*** Data in this exercise Section Begins ***
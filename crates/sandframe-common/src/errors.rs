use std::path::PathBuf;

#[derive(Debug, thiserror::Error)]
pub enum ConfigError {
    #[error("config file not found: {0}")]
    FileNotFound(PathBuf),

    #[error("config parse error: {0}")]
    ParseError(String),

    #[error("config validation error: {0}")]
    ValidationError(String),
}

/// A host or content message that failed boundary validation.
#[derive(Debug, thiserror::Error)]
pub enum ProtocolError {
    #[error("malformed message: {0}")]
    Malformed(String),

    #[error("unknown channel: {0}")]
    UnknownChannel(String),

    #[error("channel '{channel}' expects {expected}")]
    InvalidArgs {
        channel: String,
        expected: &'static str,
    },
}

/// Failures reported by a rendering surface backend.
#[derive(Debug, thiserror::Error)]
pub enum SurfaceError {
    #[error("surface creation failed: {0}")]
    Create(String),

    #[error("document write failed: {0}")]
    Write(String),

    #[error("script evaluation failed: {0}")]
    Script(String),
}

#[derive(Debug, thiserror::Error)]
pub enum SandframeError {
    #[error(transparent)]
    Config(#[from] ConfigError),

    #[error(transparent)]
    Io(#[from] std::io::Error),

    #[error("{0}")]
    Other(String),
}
*** Data in this exercise Section Ends ***
*** Data in this exercise Section Begins ***
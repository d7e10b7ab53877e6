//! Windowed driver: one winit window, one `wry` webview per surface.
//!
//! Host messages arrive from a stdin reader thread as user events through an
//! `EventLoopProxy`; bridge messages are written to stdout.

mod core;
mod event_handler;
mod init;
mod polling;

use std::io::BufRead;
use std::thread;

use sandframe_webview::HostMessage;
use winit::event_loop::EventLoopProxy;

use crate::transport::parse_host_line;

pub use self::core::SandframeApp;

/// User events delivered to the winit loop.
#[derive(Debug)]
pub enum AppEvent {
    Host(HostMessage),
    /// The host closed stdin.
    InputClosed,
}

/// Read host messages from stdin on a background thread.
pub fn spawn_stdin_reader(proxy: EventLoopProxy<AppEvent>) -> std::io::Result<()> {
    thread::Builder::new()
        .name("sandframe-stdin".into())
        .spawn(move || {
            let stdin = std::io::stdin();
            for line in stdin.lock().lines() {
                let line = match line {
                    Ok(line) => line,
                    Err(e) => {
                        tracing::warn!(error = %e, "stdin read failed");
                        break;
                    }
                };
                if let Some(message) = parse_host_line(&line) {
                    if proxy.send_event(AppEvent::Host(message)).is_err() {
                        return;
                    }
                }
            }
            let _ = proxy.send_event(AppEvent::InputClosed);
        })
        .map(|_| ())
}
*** Data in this exercise Section Ends ***
*** Data in this exercise Section Begins ***
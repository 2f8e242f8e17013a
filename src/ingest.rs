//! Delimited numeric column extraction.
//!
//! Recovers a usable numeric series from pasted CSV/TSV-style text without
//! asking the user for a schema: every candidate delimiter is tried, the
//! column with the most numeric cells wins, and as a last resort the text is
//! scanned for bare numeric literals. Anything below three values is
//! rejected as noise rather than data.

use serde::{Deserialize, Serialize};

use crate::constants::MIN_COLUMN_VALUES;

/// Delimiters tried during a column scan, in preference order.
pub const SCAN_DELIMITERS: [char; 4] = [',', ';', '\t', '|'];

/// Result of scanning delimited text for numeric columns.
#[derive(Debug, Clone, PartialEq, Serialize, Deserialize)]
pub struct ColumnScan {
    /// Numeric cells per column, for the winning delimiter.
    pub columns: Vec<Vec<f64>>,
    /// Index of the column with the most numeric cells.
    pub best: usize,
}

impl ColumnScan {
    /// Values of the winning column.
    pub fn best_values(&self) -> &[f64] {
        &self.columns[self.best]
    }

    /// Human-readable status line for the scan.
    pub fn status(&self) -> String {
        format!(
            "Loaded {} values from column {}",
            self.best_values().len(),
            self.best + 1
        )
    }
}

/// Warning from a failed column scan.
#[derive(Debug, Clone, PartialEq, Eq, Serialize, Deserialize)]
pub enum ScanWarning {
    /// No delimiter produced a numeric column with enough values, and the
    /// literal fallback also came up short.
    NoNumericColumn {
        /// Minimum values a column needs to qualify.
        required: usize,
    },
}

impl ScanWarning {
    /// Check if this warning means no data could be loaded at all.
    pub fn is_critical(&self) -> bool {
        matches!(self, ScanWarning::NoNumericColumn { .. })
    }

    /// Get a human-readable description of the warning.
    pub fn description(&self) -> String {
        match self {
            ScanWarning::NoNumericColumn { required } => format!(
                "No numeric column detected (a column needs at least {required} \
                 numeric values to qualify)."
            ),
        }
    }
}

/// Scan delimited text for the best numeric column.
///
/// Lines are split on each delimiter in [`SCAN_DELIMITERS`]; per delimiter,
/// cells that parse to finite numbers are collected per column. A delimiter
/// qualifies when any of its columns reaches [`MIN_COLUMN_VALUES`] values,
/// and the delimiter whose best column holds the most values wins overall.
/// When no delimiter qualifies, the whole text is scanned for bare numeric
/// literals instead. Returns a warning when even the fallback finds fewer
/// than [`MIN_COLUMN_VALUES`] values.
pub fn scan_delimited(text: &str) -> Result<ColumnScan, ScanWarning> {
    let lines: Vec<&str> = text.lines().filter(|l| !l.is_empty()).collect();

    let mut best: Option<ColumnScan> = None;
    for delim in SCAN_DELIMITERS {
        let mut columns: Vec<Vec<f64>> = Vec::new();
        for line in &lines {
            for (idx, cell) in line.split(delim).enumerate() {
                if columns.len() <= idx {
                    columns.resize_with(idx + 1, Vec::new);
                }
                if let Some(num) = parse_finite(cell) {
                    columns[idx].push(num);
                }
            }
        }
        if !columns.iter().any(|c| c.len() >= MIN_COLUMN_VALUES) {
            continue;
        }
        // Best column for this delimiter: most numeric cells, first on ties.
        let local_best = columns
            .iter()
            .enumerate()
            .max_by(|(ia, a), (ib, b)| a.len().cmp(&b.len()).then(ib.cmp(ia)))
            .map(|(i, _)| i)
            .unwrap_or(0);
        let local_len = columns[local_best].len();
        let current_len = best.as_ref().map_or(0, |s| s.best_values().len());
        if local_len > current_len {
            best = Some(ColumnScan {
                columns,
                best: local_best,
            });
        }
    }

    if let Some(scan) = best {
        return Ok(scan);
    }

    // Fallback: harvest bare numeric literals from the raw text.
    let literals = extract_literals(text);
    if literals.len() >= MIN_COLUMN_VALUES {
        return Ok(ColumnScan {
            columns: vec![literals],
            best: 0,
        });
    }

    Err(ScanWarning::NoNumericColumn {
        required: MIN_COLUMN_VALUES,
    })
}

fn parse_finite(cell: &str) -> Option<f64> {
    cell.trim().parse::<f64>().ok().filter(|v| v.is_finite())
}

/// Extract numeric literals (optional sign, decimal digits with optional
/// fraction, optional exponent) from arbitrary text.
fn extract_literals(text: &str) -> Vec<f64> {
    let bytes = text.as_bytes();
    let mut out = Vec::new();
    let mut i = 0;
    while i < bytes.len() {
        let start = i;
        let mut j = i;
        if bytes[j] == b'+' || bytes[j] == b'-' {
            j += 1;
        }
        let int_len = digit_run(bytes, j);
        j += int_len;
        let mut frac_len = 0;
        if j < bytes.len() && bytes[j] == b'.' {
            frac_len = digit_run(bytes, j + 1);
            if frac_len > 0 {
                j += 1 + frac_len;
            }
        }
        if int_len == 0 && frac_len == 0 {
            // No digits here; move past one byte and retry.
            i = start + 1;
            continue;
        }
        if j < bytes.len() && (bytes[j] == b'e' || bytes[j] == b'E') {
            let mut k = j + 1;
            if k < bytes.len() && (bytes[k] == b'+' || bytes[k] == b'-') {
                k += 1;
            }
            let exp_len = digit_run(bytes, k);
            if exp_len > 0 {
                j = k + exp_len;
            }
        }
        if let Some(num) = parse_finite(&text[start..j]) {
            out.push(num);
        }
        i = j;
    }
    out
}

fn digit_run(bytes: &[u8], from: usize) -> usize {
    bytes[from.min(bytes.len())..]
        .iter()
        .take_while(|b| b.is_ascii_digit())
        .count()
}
*** Data in this exercise Section Ends ***
Problem statement: Please transcribe exactly the lines above from the line that has "loaded at all." up to and including the line that has "column. A delimiter"; no other line belongs in the answer.

Solution to this problem:
    /// Check if this warning means no data could be loaded at all.
    pub fn is_critical(&self) -> bool {
        matches!(self, ScanWarning::NoNumericColumn { .. })
    }

    /// Get a human-readable description of the warning.
    pub fn description(&self) -> String {
        match self {
            ScanWarning::NoNumericColumn { required } => format!(
                "No numeric column detected (a column needs at least {required} \
                 numeric values to qualify)."
            ),
        }
    }
}

/// Scan delimited text for the best numeric column.
///
/// Lines are split on each delimiter in [`SCAN_DELIMITERS`]; per delimiter,
/// cells that parse to finite numbers are collected per column. A delimiter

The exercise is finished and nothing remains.